It is only because the apparent freedom of the will has such
a great practical significance in the province of religion,
morality, sociology, and law, that it still forms the subject
of the most contradictory claims. Theoretically, determinism,
or the doctrine of the necessary character of our volitions,
was established long ago.
With the belief in the absolute freedom of the will and the
personal immortality of the soul is associated, in the minds of
many highly educated people, a third article of faith, the
belief in a personal God. It is well known that this belief,
often wrongly represented as an indispensable foundation of
religion, assumes the most widely varied shapes. As a rule,
however, it is an open or covert anthropomorphism. God is
conceived as the “Supreme Being,” but turns out, on closer
examination, to be an idealised man.
According to the
Mosaic narrative, “God made man to his own image and
likeness,” but it is usually the reverse; “Man made God
according to his own image and likeness.” This idealised
man becomes creator and architect and produces the world,
forming the various species of plants and animals like a
modeller, governing the world like a wise and all-powerful
monarch, and, at the “Last Judgment,” rewarding the good
and punishing the wicked like a rigorous jud^e.
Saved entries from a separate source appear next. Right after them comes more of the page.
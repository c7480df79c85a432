//! Citation search and detail lookup on top of the generation engine.
//!
//! The resolver owns input normalization and stamps the result with the
//! normalized query and the measured search time. Ranking runs inside the
//! engine's post-processing stage via [`rank_citations`].

use std::collections::HashSet;
use std::time::Duration;

use tokio::time::Instant;
use tokio_util::sync::CancellationToken;
use tracing::{debug, info};

use crate::engine::GenerationEngine;
use crate::error::{GenerationError, Result};
use crate::model::{Citation, CitationDetailRequest, CitationKind, CitationQuery, CitationResult, GenerationRequest, TaskKind};
use crate::transport::LlmTransport;

pub const MIN_RELEVANCE: f64 = 0.0;
pub const MAX_RELEVANCE: f64 = 100.0;

/// Clamp a relevance score into `[0, 100]`. NaN counts as zero.
pub fn clamp_relevance(relevance: f64) -> f64 {
    if relevance.is_nan() {
        return MIN_RELEVANCE;
    }
    relevance.clamp(MIN_RELEVANCE, MAX_RELEVANCE)
}

fn dedup_key(citation: &Citation) -> (CitationKind, String, String) {
    (
        citation.kind,
        citation.name.trim().to_lowercase(),
        citation.year.trim().to_string(),
    )
}

/// Normalize a provider's citation list: clamp relevance, sort descending
/// (stable, so ties keep provider order), drop duplicate authorities keeping
/// the highest-ranked copy, and make `totalFound` cover what is returned.
///
/// Inside the engine the citation schema already bounds `relevance` to
/// `[0, 100]`, so an out-of-range value fails validation before ranking and
/// clamping only changes results handed in by other callers.
pub fn rank_citations(mut result: CitationResult) -> CitationResult {
    for citation in &mut result.citations {
        citation.relevance = clamp_relevance(citation.relevance);
    }
    result
        .citations
        .sort_by(|a, b| b.relevance.total_cmp(&a.relevance));

    let before = result.citations.len();
    let mut seen = HashSet::new();
    result.citations.retain(|c| seen.insert(dedup_key(c)));
    if result.citations.len() != before {
        debug!(
            dropped = before - result.citations.len(),
            "[CITE] Removed duplicate citations"
        );
    }

    result.total_found = result.total_found.max(result.citations.len());
    result
}

fn normalize(input: &str) -> Result<String> {
    let trimmed = input.trim();
    if trimmed.is_empty() {
        return Err(GenerationError::Empty);
    }
    Ok(trimmed.to_string())
}

fn format_search_time(elapsed: Duration) -> String {
    format!("{:.2}s", elapsed.as_secs_f64())
}

pub struct CitationResolver<'e, T> {
    engine: &'e GenerationEngine<T>,
}

impl<'e, T: LlmTransport> CitationResolver<'e, T> {
    pub fn new(engine: &'e GenerationEngine<T>) -> Self {
        Self { engine }
    }

    pub async fn search_citations(
        &self,
        query: CitationQuery,
        cancel: &CancellationToken,
    ) -> Result<CitationResult> {
        let normalized = normalize(&query.query)?;
        let started = Instant::now();
        let request = GenerationRequest::new(TaskKind::Citations, normalized.clone())
            .with_deadline(query.deadline_ms.map(|ms| started + Duration::from_millis(ms)));

        let mut result = self.engine.generate_citations(request, cancel).await?;
        result.query = normalized;
        result.search_time = format_search_time(started.elapsed());
        info!(
            query = %result.query,
            returned = result.citations.len(),
            total_found = result.total_found,
            search_time = %result.search_time,
            "[CITE] Citation search complete"
        );
        Ok(result)
    }

    pub async fn detail(&self, request: CitationDetailRequest, cancel: &CancellationToken) -> Result<Citation> {
        let name = normalize(&request.name)?;
        let started = Instant::now();
        let generation = GenerationRequest::new(TaskKind::CitationDetail, name.clone())
            .with_deadline(request.deadline_ms.map(|ms| started + Duration::from_millis(ms)));

        let citation = self.engine.generate_citation_detail(generation, cancel).await?;
        info!(
            requested = %name,
            name = %citation.name,
            relevance = citation.relevance,
            "[CITE] Citation detail resolved"
        );
        Ok(citation)
    }
}
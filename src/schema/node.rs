//! Typed schema nodes.
//!
//! A [`SchemaNode`] tree is the single description from which both the
//! strict-mode JSON Schema document and the structural validator derive, so
//! the two can never drift apart.

use serde_json::{json, Map, Value};

use crate::registry::BlockRegistry;

#[derive(Debug, Clone, PartialEq)]
pub enum SchemaNode {
    String {
        allowed: Option<Vec<&'static str>>,
        min_len: usize,
    },
    Number {
        min: Option<f64>,
        max: Option<f64>,
    },
    Integer {
        min: Option<i64>,
        max: Option<i64>,
    },
    Boolean,
    Array {
        items: Box<SchemaNode>,
        min_items: Option<usize>,
        max_items: Option<usize>,
    },
    Object {
        fields: Vec<Field>,
    },
    /// Polymorphic block: `{ id, type, data }` where `data` is checked
    /// against the registry fragment selected by `type`.
    Block,
}

/// A named property of an object node.
///
/// `optional` fields may be absent (or null) in validated values, but the
/// strict-mode document still lists them as required: strict providers need
/// every property declared and fill the gaps with empty values.
#[derive(Debug, Clone, PartialEq)]
pub struct Field {
    pub name: &'static str,
    pub node: SchemaNode,
    pub optional: bool,
}

impl Field {
    pub fn required(name: &'static str, node: SchemaNode) -> Self {
        Self {
            name,
            node,
            optional: false,
        }
    }

    pub fn optional(name: &'static str, node: SchemaNode) -> Self {
        Self {
            name,
            node,
            optional: true,
        }
    }
}

impl SchemaNode {
    pub fn string() -> Self {
        SchemaNode::String {
            allowed: None,
            min_len: 0,
        }
    }

    pub fn non_empty_string() -> Self {
        SchemaNode::String {
            allowed: None,
            min_len: 1,
        }
    }

    pub fn one_of(values: &[&'static str]) -> Self {
        SchemaNode::String {
            allowed: Some(values.to_vec()),
            min_len: 0,
        }
    }

    pub fn number(min: Option<f64>, max: Option<f64>) -> Self {
        SchemaNode::Number { min, max }
    }

    pub fn integer(min: Option<i64>) -> Self {
        SchemaNode::Integer { min, max: None }
    }

    pub fn boolean() -> Self {
        SchemaNode::Boolean
    }

    pub fn array(items: SchemaNode) -> Self {
        SchemaNode::Array {
            items: Box::new(items),
            min_items: None,
            max_items: None,
        }
    }

    pub fn bounded_array(items: SchemaNode, min: Option<usize>, max: Option<usize>) -> Self {
        SchemaNode::Array {
            items: Box::new(items),
            min_items: min,
            max_items: max,
        }
    }

    pub fn object(fields: Vec<Field>) -> Self {
        SchemaNode::Object { fields }
    }

    pub fn string_list() -> Self {
        SchemaNode::array(SchemaNode::string())
    }

    /// Render as a JSON Schema fragment in the strict dialect:
    /// `additionalProperties: false` and every property in `required`.
    pub fn to_json(&self, registry: &BlockRegistry) -> Value {
        match self {
            SchemaNode::String { allowed, min_len } => {
                let mut out = Map::new();
                out.insert("type".into(), json!("string"));
                if let Some(values) = allowed {
                    out.insert("enum".into(), json!(values));
                }
                if *min_len > 0 {
                    out.insert("minLength".into(), json!(min_len));
                }
                Value::Object(out)
            }
            SchemaNode::Number { min, max } => {
                let mut out = Map::new();
                out.insert("type".into(), json!("number"));
                if let Some(min) = min {
                    out.insert("minimum".into(), json!(min));
                }
                if let Some(max) = max {
                    out.insert("maximum".into(), json!(max));
                }
                Value::Object(out)
            }
            SchemaNode::Integer { min, max } => {
                let mut out = Map::new();
                out.insert("type".into(), json!("integer"));
                if let Some(min) = min {
                    out.insert("minimum".into(), json!(min));
                }
                if let Some(max) = max {
                    out.insert("maximum".into(), json!(max));
                }
                Value::Object(out)
            }
            SchemaNode::Boolean => json!({ "type": "boolean" }),
            SchemaNode::Array {
                items,
                min_items,
                max_items,
            } => {
                let mut out = Map::new();
                out.insert("type".into(), json!("array"));
                out.insert("items".into(), items.to_json(registry));
                if let Some(min) = min_items {
                    out.insert("minItems".into(), json!(min));
                }
                if let Some(max) = max_items {
                    out.insert("maxItems".into(), json!(max));
                }
                Value::Object(out)
            }
            SchemaNode::Object { fields } => {
                let mut properties = Map::new();
                for field in fields {
                    properties.insert(field.name.to_string(), field.node.to_json(registry));
                }
                let required: Vec<&str> = fields.iter().map(|f| f.name).collect();
                json!({
                    "type": "object",
                    "properties": properties,
                    "required": required,
                    "additionalProperties": false,
                })
            }
            SchemaNode::Block => {
                let variants: Vec<Value> = registry
                    .kinds()
                    .map(|kind| {
                        json!({
                            "type": "object",
                            "properties": {
                                "id": { "type": "string" },
                                "type": { "type": "string", "enum": [kind.tag()] },
                                "data": registry.payload_schema(kind),
                            },
                            "required": ["id", "type", "data"],
                            "additionalProperties": false,
                        })
                    })
                    .collect();
                json!({ "anyOf": variants })
            }
        }
    }
}
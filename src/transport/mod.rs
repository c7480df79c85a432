#![allow(unused)]

//! # transport: the LLM request/response seam
//!
//! This module defines a single trait ([`LlmTransport`]) and the plain data
//! types that cross it. The transport is the only part of the crate that
//! touches the network; everything else is a pure function over data.
//!
//! ## Contract
//! - One call to [`LlmTransport::request`] is one provider request. The
//!   transport never retries; retry policy belongs to the engine.
//! - [`dispatch`] is the suspension point callers go through. It yields
//!   [`TransportError::Cancelled`] when the token fires and
//!   [`TransportError::Timeout`] when the deadline passes, before or during
//!   the call, and drops the in-flight future in both cases.
//! - Failures are reported as distinct [`TransportError`] variants: network,
//!   HTTP status, policy refusal, provider-side schema violation, malformed
//!   body.
//!
//! ## Conformance levels
//! - [`Conformance::Strict`] (L1): the provider enforces the response schema.
//! - [`Conformance::FreeText`] (L2): the provider returns free text; the
//!   engine extracts and parses JSON itself and leans on its repair attempt.
//!
//! ## Mocking & Testing
//! - The trait is annotated for `mockall`, exported behind the default
//!   `test-export-mocks` feature so integration tests can script providers.

pub mod http;

use std::sync::Arc;

use async_trait::async_trait;
use mockall::{automock, predicate::*};
use serde::{Deserialize, Serialize};
use serde_json::Value;
use tokio::time::Instant;
use tokio_util::sync::CancellationToken;
use tracing::debug;

use crate::error::TransportError;
use crate::prompt::Prompt;

pub use http::OpenAiCompatibleTransport;

/// How much of the response contract the provider enforces itself.
#[derive(Debug, Clone, Copy, PartialEq, Eq, Serialize, Deserialize)]
#[serde(rename_all = "snake_case")]
pub enum Conformance {
    Strict,
    FreeText,
}

/// Schema document attached to a request for strict-mode providers.
#[derive(Debug, Clone, PartialEq)]
pub struct ResponseSchema {
    pub name: String,
    pub document: Value,
}

/// Per-call options. The deadline is absolute.
#[derive(Debug, Clone)]
pub struct RequestOptions {
    pub schema: Option<ResponseSchema>,
    pub temperature: f32,
    pub max_tokens: u32,
    pub deadline: Instant,
    pub cancel_token: CancellationToken,
}

/// Text body returned by the provider, before any JSON parsing.
#[derive(Debug, Clone, PartialEq)]
pub struct RawResponse {
    pub text: String,
}

impl RawResponse {
    pub fn new(text: impl Into<String>) -> Self {
        Self { text: text.into() }
    }
}

/// Trait for sending one prompt to a language-model provider.
///
/// Implementors translate the prompt and options into their provider's wire
/// format and report failures through [`TransportError`]; they should honour
/// `options.deadline` in their own client timeouts, but cancellation and
/// deadline enforcement around the call are handled by [`dispatch`].
#[cfg_attr(any(test, feature = "test-export-mocks"), automock)]
#[async_trait]
pub trait LlmTransport: Send + Sync {
    /// Declared conformance level; decides how the engine parses responses.
    fn conformance(&self) -> Conformance;

    /// Send a single request to the provider.
    async fn request(
        &self,
        prompt: &Prompt,
        options: &RequestOptions,
    ) -> Result<RawResponse, TransportError>;
}

#[async_trait]
impl<T: LlmTransport + ?Sized> LlmTransport for Arc<T> {
    fn conformance(&self) -> Conformance {
        (**self).conformance()
    }

    async fn request(
        &self,
        prompt: &Prompt,
        options: &RequestOptions,
    ) -> Result<RawResponse, TransportError> {
        (**self).request(prompt, options).await
    }
}

/// Perform one transport call under the options' deadline and cancel token.
pub async fn dispatch<T>(
    transport: &T,
    prompt: &Prompt,
    options: &RequestOptions,
) -> Result<RawResponse, TransportError>
where
    T: LlmTransport + ?Sized,
{
    if options.cancel_token.is_cancelled() {
        return Err(TransportError::Cancelled);
    }
    if Instant::now() >= options.deadline {
        return Err(TransportError::Timeout);
    }

    debug!(
        conformance = ?transport.conformance(),
        schema = options.schema.as_ref().map(|s| s.name.as_str()),
        "[TRANSPORT] Sending provider request"
    );

    tokio::select! {
        biased;
        _ = options.cancel_token.cancelled() => Err(TransportError::Cancelled),
        outcome = tokio::time::timeout_at(options.deadline, transport.request(prompt, options)) => {
            match outcome {
                Ok(result) => result,
                Err(_elapsed) => Err(TransportError::Timeout),
            }
        }
    }
}
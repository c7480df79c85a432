use std::env;
use std::fs::write;

use lexdeck::config::{load_config, API_KEY_ENV};
use lexdeck::{Conformance, EngineConfig};
use serial_test::serial;
use tempfile::NamedTempFile;

fn config_file(yaml: &str) -> NamedTempFile {
    let file = NamedTempFile::new().expect("temp file");
    write(file.path(), yaml).unwrap();
    file
}

/// Static YAML plus the API key from the environment produces a full config.
#[tokio::test]
#[serial]
async fn test_load_config_success_injects_api_key() {
    let file = config_file(
        r#"
engine:
  default_timeout_ms: 30000
  deck_temperature: 0.3
provider:
  endpoint: "https://llm.example.com/v1"
  model: "legal-large"
  conformance: L2
"#,
    );
    env::set_var(API_KEY_ENV, "top-secret-test-key");

    let config = load_config(file.path()).expect("Config should load");

    assert_eq!(config.engine.default_timeout_ms, 30_000);
    assert_eq!(config.engine.deck_temperature, 0.3);
    // unspecified engine fields keep their defaults
    assert_eq!(config.engine.max_tokens, EngineConfig::default().max_tokens);
    assert_eq!(config.provider.endpoint, "https://llm.example.com/v1");
    assert_eq!(config.provider.model, "legal-large");
    assert_eq!(config.provider.conformance, Conformance::FreeText);
    assert_eq!(config.provider.api_key, "top-secret-test-key");
    assert!(!format!("{:?}", config.provider).contains("top-secret-test-key"));
}

/// Missing engine section and conformance fall back to defaults.
#[tokio::test]
#[serial]
async fn test_load_config_defaults() {
    let file = config_file(
        r#"
provider:
  endpoint: "https://llm.example.com/v1"
  model: "legal-large"
"#,
    );
    env::set_var(API_KEY_ENV, "key");

    let config = load_config(file.path()).unwrap();
    assert_eq!(config.engine, EngineConfig::default());
    assert_eq!(config.provider.conformance, Conformance::Strict);
}

#[tokio::test]
#[serial]
async fn test_load_config_errors_on_missing_api_key() {
    let file = config_file(
        r#"
provider:
  endpoint: "https://llm.example.com/v1"
  model: "legal-large"
"#,
    );
    env::remove_var(API_KEY_ENV);

    let err = load_config(file.path()).unwrap_err();
    assert!(
        err.to_string().contains(API_KEY_ENV),
        "Must error for missing env var, got: {err}"
    );
}

#[tokio::test]
#[serial]
async fn test_load_config_errors_for_invalid_file() {
    let file = config_file("provider: [this is: not valid");
    env::set_var(API_KEY_ENV, "key");

    let err = load_config(file.path()).unwrap_err();
    assert!(err.to_string().contains("YAML"), "got: {err}");
}

#[tokio::test]
#[serial]
async fn test_load_config_rejects_unknown_conformance() {
    let file = config_file(
        r#"
provider:
  endpoint: "https://llm.example.com/v1"
  model: "legal-large"
  conformance: telepathy
"#,
    );
    env::set_var(API_KEY_ENV, "key");

    let err = load_config(file.path()).unwrap_err();
    assert!(err.to_string().contains("telepathy"), "got: {err}");
}

#[tokio::test]
#[serial]
async fn test_load_config_rejects_zero_timeout() {
    let file = config_file(
        r#"
engine:
  default_timeout_ms: 0
provider:
  endpoint: "https://llm.example.com/v1"
  model: "legal-large"
"#,
    );
    env::set_var(API_KEY_ENV, "key");

    assert!(load_config(file.path()).is_err());
}

#[tokio::test]
#[serial]
async fn test_load_config_errors_for_missing_file() {
    env::set_var(API_KEY_ENV, "key");
    let err = load_config("/definitely/not/here.yaml").unwrap_err();
    assert!(err.to_string().contains("Failed to read config file"), "got: {err}");
}
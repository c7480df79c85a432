//! Post-processing applied to every validated deck before it leaves the
//! engine: id stamping, placeholder image injection, trailing-empty trimming
//! and `totalSlides` recomputation, in that order.
//!
//! Running the processor over its own output changes only block ids.

use tracing::debug;
use uuid::Uuid;

use crate::model::{Block, BlockContent, BlockKind, Deck, ImageLayout, ImagePayload, ImageSize, Slide};
use crate::registry::BlockRegistry;

/// Issues `${kind}_${monotonic}_${random}` ids for one deck.
struct IdSequence {
    next: u64,
}

impl IdSequence {
    fn new() -> Self {
        Self { next: 1 }
    }

    fn issue(&mut self, kind: BlockKind) -> String {
        let seq = self.next;
        self.next += 1;
        let random = Uuid::new_v4().simple().to_string();
        format!("{}_{}_{}", kind.tag(), seq, &random[..8])
    }
}

pub struct PostProcessor<'a> {
    registry: &'a BlockRegistry,
}

impl<'a> PostProcessor<'a> {
    pub fn new(registry: &'a BlockRegistry) -> Self {
        Self { registry }
    }

    pub fn process(&self, mut deck: Deck) -> Deck {
        let mut ids = IdSequence::new();

        for slide in &mut deck.slides {
            for block in &mut slide.blocks {
                block.id = ids.issue(block.kind());
            }
        }

        for (index, slide) in deck.slides.iter_mut().enumerate() {
            if let Some(mut block) = placeholder_for(slide, index) {
                block.id = ids.issue(BlockKind::Image);
                slide.blocks.insert(0, block);
            }
        }

        for slide in &mut deck.slides {
            let before = slide.blocks.len();
            while slide.blocks.last().is_some_and(|b| b.content.is_empty()) {
                slide.blocks.pop();
            }
            if slide.blocks.is_empty() {
                let mut filler = Block::new(self.registry.default_payload(BlockKind::Text));
                filler.id = ids.issue(BlockKind::Text);
                slide.blocks.push(filler);
            }
            if slide.blocks.len() != before {
                debug!(
                    slide = %slide.title,
                    before,
                    after = slide.blocks.len(),
                    "[SCGE][POST] Trimmed trailing empty blocks"
                );
            }
        }

        deck.total_slides = deck.slides.len();
        deck
    }
}

/// Alternating float: even slide indices float right, odd ones float left.
pub fn placeholder_layout(slide_index: usize) -> ImageLayout {
    if slide_index % 2 == 0 {
        ImageLayout::FloatRight
    } else {
        ImageLayout::FloatLeft
    }
}

fn placeholder_for(slide: &Slide, index: usize) -> Option<Block> {
    let keywords = slide.suggested_images.as_ref()?;
    if keywords.iter().all(|k| k.trim().is_empty()) {
        return None;
    }

    let already_injected = matches!(
        slide.blocks.first().map(|b| &b.content),
        Some(BlockContent::Image(image))
            if image.is_placeholder() && image.suggested_keywords.as_ref() == Some(keywords)
    );
    if already_injected {
        return None;
    }

    Some(Block::new(BlockContent::Image(ImagePayload {
        uri: None,
        caption: String::new(),
        layout: placeholder_layout(index),
        size: ImageSize::Small,
        placeholder: Some(true),
        suggested_keywords: Some(keywords.clone()),
    })))
}

#[cfg(test)]
mod tests {
    use super::*;
    use crate::model::{DividerPayload, ParagraphPayload, TextPayload};
    use std::collections::HashSet;

    fn text(points: &[&str]) -> Block {
        Block {
            id: "llm-supplied".into(),
            content: BlockContent::Text(TextPayload {
                points: points.iter().map(|p| p.to_string()).collect(),
            }),
        }
    }

    fn slide(title: &str, blocks: Vec<Block>, images: Option<Vec<&str>>) -> Slide {
        Slide {
            title: title.into(),
            subtitle: String::new(),
            blocks,
            suggested_images: images.map(|v| v.into_iter().map(String::from).collect()),
        }
    }

    fn deck(slides: Vec<Slide>) -> Deck {
        Deck {
            title: "Deck".into(),
            total_slides: 99,
            slides,
        }
    }

    fn strip_ids(mut deck: Deck) -> Deck {
        for slide in &mut deck.slides {
            for block in &mut slide.blocks {
                block.id.clear();
            }
        }
        deck
    }

    #[test]
    fn stamps_fresh_unique_ids() {
        let registry = BlockRegistry::standard();
        let out = PostProcessor::new(&registry).process(deck(vec![slide(
            "A",
            vec![text(&["one"]), text(&["two"])],
            None,
        )]));
        let ids: HashSet<_> = out.slides[0].blocks.iter().map(|b| b.id.clone()).collect();
        assert_eq!(ids.len(), 2);
        for id in &ids {
            assert!(id.starts_with("text_"), "unexpected id {id}");
            assert_ne!(id, "llm-supplied");
        }
    }

    #[test]
    fn injects_placeholders_with_alternating_layout() {
        let registry = BlockRegistry::standard();
        let out = PostProcessor::new(&registry).process(deck(vec![
            slide("A", vec![text(&["a"])], Some(vec!["supreme court"])),
            slide("B", vec![text(&["b"])], Some(vec!["parliament"])),
            slide("C", vec![text(&["c"])], Some(vec![])),
        ]));

        let first = &out.slides[0].blocks[0];
        match &first.content {
            BlockContent::Image(image) => {
                assert!(image.is_placeholder());
                assert_eq!(image.layout, ImageLayout::FloatRight);
                assert_eq!(image.size, ImageSize::Small);
                assert_eq!(image.suggested_keywords, Some(vec!["supreme court".to_string()]));
            }
            other => panic!("expected image placeholder, got {other:?}"),
        }
        assert!(matches!(
            &out.slides[1].blocks[0].content,
            BlockContent::Image(image) if image.layout == ImageLayout::FloatLeft
        ));
        assert_eq!(out.slides[2].blocks.len(), 1);
        assert_eq!(out.total_slides, 3);
    }

    #[test]
    fn trims_trailing_empties_but_keeps_inner_ones() {
        let registry = BlockRegistry::standard();
        let empty_para = Block::new(BlockContent::Paragraph(ParagraphPayload::default()));
        let divider = Block::new(BlockContent::Divider(DividerPayload::default()));
        let out = PostProcessor::new(&registry).process(deck(vec![slide(
            "A",
            vec![text(&[""]), divider, text(&["kept"]), empty_para.clone(), text(&[" "])],
            None,
        )]));
        let kinds: Vec<_> = out.slides[0].blocks.iter().map(|b| b.kind()).collect();
        assert_eq!(kinds, vec![BlockKind::Text, BlockKind::Divider, BlockKind::Text]);
    }

    #[test]
    fn emptied_slide_gets_default_text_block() {
        let registry = BlockRegistry::standard();
        let out = PostProcessor::new(&registry).process(deck(vec![
            slide("A", vec![text(&[""])], None),
            slide("B", vec![], None),
        ]));
        for slide in &out.slides {
            assert_eq!(slide.blocks.len(), 1);
            assert_eq!(
                slide.blocks[0].content,
                BlockContent::Text(TextPayload {
                    points: vec![String::new()]
                })
            );
            assert!(!slide.blocks[0].id.is_empty());
        }
    }

    #[test]
    fn is_idempotent_up_to_ids() {
        let registry = BlockRegistry::standard();
        let processor = PostProcessor::new(&registry);
        let once = processor.process(deck(vec![
            slide("A", vec![text(&["a"]), text(&[""])], Some(vec!["court", "court"])),
            slide("B", vec![], Some(vec!["gavel"])),
            slide("C", vec![text(&["c"])], None),
        ]));
        let twice = processor.process(once.clone());
        assert_eq!(strip_ids(twice), strip_ids(once));
    }

    #[test]
    fn duplicate_keywords_across_slides_are_preserved() {
        let registry = BlockRegistry::standard();
        let out = PostProcessor::new(&registry).process(deck(vec![
            slide("A", vec![text(&["a"])], Some(vec!["court"])),
            slide("B", vec![text(&["b"])], Some(vec!["court"])),
        ]));
        for slide in &out.slides {
            assert!(matches!(
                &slide.blocks[0].content,
                BlockContent::Image(image) if image.suggested_keywords == Some(vec!["court".to_string()])
            ));
        }
    }
}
The childish
conceptions of this extramundane God, who is set over against
the world as an independent being, the personal creator,
maintainer, and ruler of all things, are quite incompatible
with the advanced science of the nineteenth century, especially
with its two greatest triumphs, the law of substance and the
law of Monistic evolution.
Critical philosophy, moreover, long ago pronounced its
doom. In the first place, the most famous critical thinker,
Immanuel Kant, proved in his Critique of Pure Reason that
absolute science affords no support to the three central dogmas
of metaphysics, the personal God, the immortality of the soul,
and the freedom of the will. It is true that he afterwards
(in the course of his dualistic and dogmatic metamorphosis)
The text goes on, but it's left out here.